ID: 8350
Title: Real-time checks: Introducing checking in one second resolution
Component: The Check_MK Micro Core
Level: 2
Class: New Feature
Version: 1.2.7i4
This release introduces a new feature named Real-time checks. With the new
Real-time checks it is possible to monitor specific things a lot shorter
intervals than the normal interval of 60 seconds.
This feature has mainly been developed to get detailed graphs for some values
which change often like for example the memory usage or CPU utilization. But
not only the performance data is updated in this interval. The complete service
state is updated which may also result in faster notifications.
The Real-time checks are working like this: The core is listening on the network
for incoming Real-time check results which are basically UDP packets sent by
the agents in an interval of one second. This needds to be enabled using the
configuration option <i>Global Settings > Enable handling of Real-Time
Checks</i>.
You need to configure the UDP port to listen on (6559 by default) and the secret
which is used to decrypt the Real-time checks. This secret needs to be equal for
the Check_MK server and all agents which are sending Real-time check results.
The agents need to be configured to send Real-time check results. This can currently
be done for the Linux and Windows Agents. On linux you need to create a file
/etc/check_mk/real_time_checks.cfg with the following contents:
F+:/etc/check_mk/real_time_checks.cfg
RTC_TIMEOUT=90
RTC_PORT=6559
RTC_SECRET='hallo123'
RTC_SECTIONS=""
RTC_SECTIONS+="mem "
RTC_SECTIONS+="cpu "
F-:
It is a good idea to reduce permissions on this file because it contains the
real-time check secret which is shared between the Check_MK agent and the server
to encrypt the transfered data. For example <tt>chmod 640
/etc/check_mk/real_time_checks.cfg</tt>
is a good idea.
On windows you need to add the following to the <tt>[global]</tt> section
of your check_mk.ini and restart the Check_MK service:
F+:check_mk.ini
realtime_port = 6559
realtime_sections = mem winperf
realtime_timeout = 90
passphrase = hallo123
F-:
The agent is working as usual, waiting for connections from the Check_MK server.
Once a Check_MK server is contacting the agent, the agent is responding with
it's regular response.
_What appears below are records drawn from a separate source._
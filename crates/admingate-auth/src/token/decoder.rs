//! Unverified JWT payload decoding.
//!
//! Decodes the payload segment of a JWT without checking the signature.
//! That is safe only inside this system's trust boundary: tokens are
//! written by the trusted backend into HttpOnly cookies that browser
//! script never sees. Reusing this module in any other deployment
//! topology requires real signature verification.

use base64::Engine;
use base64::engine::general_purpose::STANDARD;

use super::claims::Claims;

/// Decode a JWT's payload into [`Claims`].
///
/// Returns `None` unless the token has exactly three dot-separated
/// segments and the middle segment is URL-safe base64 of a JSON object.
pub fn decode(token: &str) -> Option<Claims> {
    let segments: Vec<&str> = token.split('.').collect();
    if segments.len() != 3 {
        return None;
    }

    // JWT payloads use unpadded base64url; translate to the standard
    // alphabet and restore padding before decoding.
    let mut translated: String = segments[1]
        .chars()
        .map(|c| match c {
            '-' => '+',
            '_' => '/',
            c => c,
        })
        .collect();
    while translated.len() % 4 != 0 {
        translated.push('=');
    }

    let bytes = STANDARD.decode(translated).ok()?;
    serde_json::from_slice(&bytes).ok()
}

/// Whether the given token string should be treated as expired.
///
/// Fail closed: an undecodable token, absent claims, or a missing `exp`
/// all count as expired.
pub fn token_expired(token: &str) -> bool {
    decode(token).map(|claims| claims.is_expired()).unwrap_or(true)
}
Now, when Real-time checks are enabled, the agent is
sending one UDP packet for each enabled section per second to the host address
which had queried the Check_MK agent, which is normally the Check_MK servers
address.
The data which can be processed as Real-time check is limited, so we limit the
sections which can be send as Real-time checks. Currently you can enable only
the <tt>mem</tt> and <tt>cpu</tt> sections on linux and
<tt>mem</tt> and
<tt>winperf</tt> on windows systems. This might be extended in the future.
To get detailed graphs, you now need to configure your RRD databases to be able
to store these detailed information. This can be done via the ruleset
<i>Host & Service Parameters > Monitoring Configuration > Configuration of
RRD databases of services</i>.
You need to create a new rule and first need to ensure that you only apply the
rule to checks which get real-time check information as the RRDs of these
services need more disk space. So you should only select the CPU/Memory services
of hosts which are sending Real-time check results.
Then you need to configure this rule to have a 1 second precision for a duration
of your choice.
Just one example configuration for having:
a) 1 second resolution for 4 hours
b) 1 minute resolution for 2 days
c) 5 minute resolution for 10 days
d) 30 minute resolution for 90 days
e) 6 hour resolution for 4 years
You need to configure these numbers:
C:+
Step (precision): 1 sec.
RRA configuration:
50.0%, 1, 14400
50.0%, 60, 2880
50.0%, 300, 2880
50.0%, 1800, 4320
50.0%, 21600, 5840
C:-
After you configured this, you need to run <tt>cmk --convert-rrds -v</tt> to
convert
the existing RRDs.
After the conversion has finished and processing of the Real-time checks works
correctly, you should see the service state, output and graphs e.g. of the "CPU
utilisation"
service updating in an interval of one second.